Sono notizie di un vero e proprio commissariamento delle istituzioni quelle che ci vengono quotidianamente dalla Grecia,esempio quasi in vitro di failed state.A dirla fuori dai denti una classe dirigente come quella ellenica,principale artefice dello sfascio cui assistiamo in questi tempi disgraziati con le sue ruberie e le sue sconsiderate largitiones,meriterebbe ben di peggio.

Ma nemmeno l’eurocrazia scherza in tema di istigazione alla più becera demagogia.

Così in luogo di premere per un ben più incisivo ridimensionamento del mastodontico settore pubblico cosa vanno a consigliare le sottili menti economiche dell’Unione? Non bastasse il via libera ad una raffica di inasprimenti fiscali che piomberanno qualsiasi futura possibilità di ripresa, arriva il geniale e liberticida suggerimento di avvalersi della delazione.

Proprio così!
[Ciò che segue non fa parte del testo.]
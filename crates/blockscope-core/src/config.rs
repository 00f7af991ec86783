//! Scan configuration types.

use derive_builder::Builder;
use serde::{Deserialize, Serialize};

use crate::pattern;

/// Configuration for scanning operations.
#[derive(Debug, Clone, Default, Builder, Serialize, Deserialize)]
#[builder(setter(into), default)]
pub struct ScanConfig {
    /// Skip entries whose device differs from their parent directory.
    #[serde(default)]
    pub same_fs: bool,

    /// Resolve symlinks whose target is not a directory.
    #[serde(default)]
    pub follow_symlinks: bool,

    /// Skip directories carrying a valid CACHEDIR.TAG.
    #[serde(default)]
    pub exclude_caches: bool,

    /// Skip kernel pseudo-filesystems (Linux only).
    #[serde(default)]
    pub exclude_kernfs: bool,

    /// Ordered fnmatch globs; matching entries are excluded.
    #[serde(default)]
    pub exclude_patterns: Vec<String>,

    /// Capture uid/gid/mode/mtime per entry.
    #[serde(default)]
    pub extended: bool,
}

impl ScanConfig {
    /// Create a scan config builder.
    pub fn builder() -> ScanConfigBuilder {
        ScanConfigBuilder::default()
    }

    /// Whether a full path matches any exclude pattern. Each pattern is
    /// tried against the path and every `/`-rooted suffix.
    pub fn is_excluded(&self, path: &[u8]) -> bool {
        self.exclude_patterns
            .iter()
            .any(|pat| pattern::matches_path(pat.as_bytes(), path))
    }
}
//! Scan feedback and progress reporting.

use std::path::{Path, PathBuf};
use std::time::{Duration, Instant};

/// Cooperative yield point for the scanner.
///
/// Called once per directory entry before it is processed. Returning
/// `false` requests cancellation; the scanner unwinds with
/// [`ScanError::Interrupted`](blockscope_core::ScanError::Interrupted)
/// after at most one further entry.
pub trait ScanFeedback {
    fn tick(&mut self, path: &Path) -> bool;
}

/// Feedback hook that never cancels.
#[derive(Debug, Default)]
pub struct NullFeedback;

impl ScanFeedback for NullFeedback {
    fn tick(&mut self, _path: &Path) -> bool {
        true
    }
}

/// Progress counters accumulated during a scan.
#[derive(Debug)]
pub struct ProgressTracker {
    start_time: Instant,
    items_scanned: u64,
    current_path: PathBuf,
}

impl ProgressTracker {
    pub fn new() -> Self {
        Self {
            start_time: Instant::now(),
            items_scanned: 0,
            current_path: PathBuf::new(),
        }
    }

    /// Number of directory entries visited so far.
    pub fn items_scanned(&self) -> u64 {
        self.items_scanned
    }

    /// The entry most recently visited.
    pub fn current_path(&self) -> &Path {
        &self.current_path
    }

    /// Time elapsed since the tracker was created.
    pub fn elapsed(&self) -> Duration {
        self.start_time.elapsed()
    }

    /// Scan rate in items per second.
    pub fn items_per_second(&self) -> f64 {
        if self.elapsed().as_secs_f64() > 0.0 {
            self.items_scanned as f64 / self.elapsed().as_secs_f64()
        } else {
            0.0
        }
    }
}

impl ScanFeedback for ProgressTracker {
    fn tick(&mut self, path: &Path) -> bool {
        self.items_scanned += 1;
        self.current_path.clear();
        self.current_path.push(path);
        true
    }
}

impl Default for ProgressTracker {
    fn default() -> Self {
        Self::new()
    }
}
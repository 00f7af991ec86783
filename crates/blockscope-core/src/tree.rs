//! The in-memory tree: arena storage and aggregate accounting.

use crate::devices::{DeviceId, DeviceTable, LinkCountBuffer};
use crate::entry::{DirNode, Entry, EntryId, EntryKind};
use crate::util::{add_blocks, sub_blocks};

impl DirNode {
    pub fn new(dev: DeviceId) -> Self {
        Self {
            first_child: None,
            parent: None,
            shared_size: 0,
            shared_blocks: 0,
            items: 0,
            dev,
            err: false,
            suberr: false,
        }
    }
}

/// Owns the entry arena, the device table, and the deferred link counts.
///
/// Entries are allocated monotonically; removal unlinks a node and drops
/// its contribution from the aggregates, but the arena slot is never
/// reclaimed until the tree itself is dropped.
#[derive(Debug, Default)]
pub struct Tree {
    entries: Vec<Entry>,
    root: Option<EntryId>,
    devices: DeviceTable,
    link_counts: LinkCountBuffer,
}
Memori,forse, dell’estemporanea uscita di un passato governo italico,i Nostri indicano la strada maestra al buon Papandreu: costui combatta l’insana piaga dell’evasione fiscale ricorrendo al solerte aiuto di sicofanti istituzionalizzati e,crediamo,ben prezzolati i quali,peraltro,godranno di una speciale garanzia di anonimato.
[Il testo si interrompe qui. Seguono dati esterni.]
//! Tree node types.

use crate::devices::DeviceId;

/// Index of an entry within a [`Tree`](crate::Tree) arena.
#[derive(Debug, Clone, Copy, PartialEq, Eq, Hash)]
pub struct EntryId(pub(crate) u32);

impl EntryId {
    pub(crate) fn index(self) -> usize {
        self.0 as usize
    }
}

/// Extended metadata, captured when a scan runs with `extended` enabled.
#[derive(Debug, Clone, Copy, Default, PartialEq, Eq)]
pub struct Ext {
    /// Modification time, unix seconds.
    pub mtime: u64,
    /// Owning user id.
    pub uid: u32,
    /// Owning group id.
    pub gid: u32,
    /// Permission bits.
    pub mode: u16,
}

/// Directory payload: child list, aggregate totals, error state.
#[derive(Debug, Clone)]
pub struct DirNode {
    /// Head of the child list (insertion order, newest first).
    pub first_child: Option<EntryId>,
    /// Back-reference for ancestor walks; `None` only on the root.
    pub parent: Option<EntryId>,
    /// Total apparent size of hard links whose peers live outside this dir.
    pub shared_size: u64,
    /// Total blocks of hard links whose peers live outside this dir.
    pub shared_blocks: u64,
    /// Number of descendants, saturating.
    pub items: u32,
    /// Dense device id of the filesystem this directory lives on.
    pub dev: DeviceId,
    /// Listing this directory failed.
    pub err: bool,
    /// Some descendant has an error.
    pub suberr: bool,
}

/// Hard link payload: a file with `nlink >= 2`.
#[derive(Debug, Clone, Copy)]
pub struct LinkNode {
    /// Inode number on the parent directory's device.
    pub ino: u64,
    /// Reported link count; 0 means unknown and deferred until finalize.
    pub nlink: u32,
}

/// Leaf payload: regular files, special files, and excluded/unreadable
/// entries.
#[derive(Debug, Clone, Copy, Default)]
pub struct FileNode {
    /// stat or opendir failed on this entry.
    pub err: bool,
    /// Matched an exclude pattern or CACHEDIR.TAG.
    pub excluded: bool,
    /// Lives on a different filesystem than its parent.
    pub other_fs: bool,
    /// Lives on a kernel pseudo-filesystem.
    pub kernfs: bool,
    /// Not a regular file (socket, device, fifo, symlink).
    pub notreg: bool,
}

/// Kind tag plus kind-specific fields.
#[derive(Debug, Clone)]
pub enum EntryKind {
    Dir(DirNode),
    Link(LinkNode),
    File(FileNode),
}

/// A single node in the tree.
///
/// Names are raw bytes: the OS may hand us non-UTF-8 names and the dump
/// format round-trips them verbatim, so the model never validates them as
/// text. Lossy repair is a display-layer concern.
#[derive(Debug, Clone)]
pub struct Entry {
    name: Box<[u8]>,
    /// Apparent size in bytes, saturating.
    pub size: u64,
    /// 512-byte block count, saturating at [`MAX_BLOCKS`](crate::util::MAX_BLOCKS).
    pub blocks: u64,
    /// Whether this entry's contribution is reflected in its ancestors.
    pub counted: bool,
    /// Next child of the same parent.
    pub next_sibling: Option<EntryId>,
    /// Extended metadata, if captured.
    pub ext: Option<Ext>,
    pub kind: EntryKind,
}

impl Entry {
    pub(crate) fn new(kind: EntryKind, name: &[u8], ext: Option<Ext>) -> Self {
        Self {
            name: name.into(),
            size: 0,
            blocks: 0,
            counted: false,
            next_sibling: None,
            ext,
            kind,
        }
    }

    /// Raw name bytes, without any terminator.
    pub fn name(&self) -> &[u8] {
        &self.name
    }

    pub fn is_dir(&self) -> bool {
        matches!(self.kind, EntryKind::Dir(_))
    }

    pub fn is_link(&self) -> bool {
        matches!(self.kind, EntryKind::Link(_))
    }

    pub fn as_dir(&self) -> Option<&DirNode> {
        match &self.kind {
            EntryKind::Dir(d) => Some(d),
            _ => None,
        }
    }

    pub fn as_dir_mut(&mut self) -> Option<&mut DirNode> {
        match &mut self.kind {
            EntryKind::Dir(d) => Some(d),
            _ => None,
        }
    }

    pub fn as_link(&self) -> Option<&LinkNode> {
        match &self.kind {
            EntryKind::Link(l) => Some(l),
            _ => None,
        }
    }

    pub fn as_file(&self) -> Option<&FileNode> {
        match &self.kind {
            EntryKind::File(f) => Some(f),
            _ => None,
        }
    }

    /// Whether this entry (or, for dirs, its listing) failed to read.
    pub fn has_err(&self) -> bool {
        match &self.kind {
            EntryKind::Dir(d) => d.err,
            EntryKind::File(f) => f.err,
            EntryKind::Link(_) => false,
        }
    }
}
Superfluo chiedersi chi controllerà i controllori che dovranno vagliare le denunce per poi mettere alla berlina i perfidi speculatori.Altrettanto infantile chiedere perchè si cerchi di distogliere l’attenzione dai problemi reali per concentrarsi su simili sanculottate.La risposta è in re ipsa: spostare l’obiettivo della collera popolare dai veri colpevoli,quelli che il Roark randiano definirebbe “i parassiti”, a coloro che stimano giusto godersi il frutto della propria attività senza dover sottostare ad una quotidiana rapina senza passamontagna.Non è un caso che la stretta andrà a colpire il gracile settore privato greco composto di liberi professionisti,medici ed artigiani.
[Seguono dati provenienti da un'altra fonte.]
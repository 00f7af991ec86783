//! Core types for blockscope.
//!
//! This crate owns the in-memory tree model with its hard-link
//! accounting, the sink interface shared by the scanner and the dump
//! importer, scan configuration, and the byte-level glob matcher.

mod builder;
mod config;
mod devices;
mod entry;
mod error;
pub mod pattern;
mod sink;
mod tree;
pub mod util;

pub use builder::TreeBuilder;
pub use config::{ScanConfig, ScanConfigBuilder};
pub use devices::{DeviceId, DeviceTable, LinkCountBuffer};
pub use entry::{DirNode, Entry, EntryId, EntryKind, Ext, FileNode, LinkNode};
pub use error::ScanError;
pub use sink::{Sink, Special, Stat};
pub use tree::{Children, Tree};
Non è escluso che questa ricetta da dottor Stranamore venga estesa ad altre province dell’impero qualora offrisse il tangibile risultato di una cesta di teste mozzate da esibire a mo’ di trofeo alle folle plaudenti del colosseo mediatico.

Il che costituirebbe un’ ulteriore tappa verso quell’incubo totalitario così tremendamente divenuto realtà nel secolo scorso.Sta anche a noi tentare di scongiurarlo!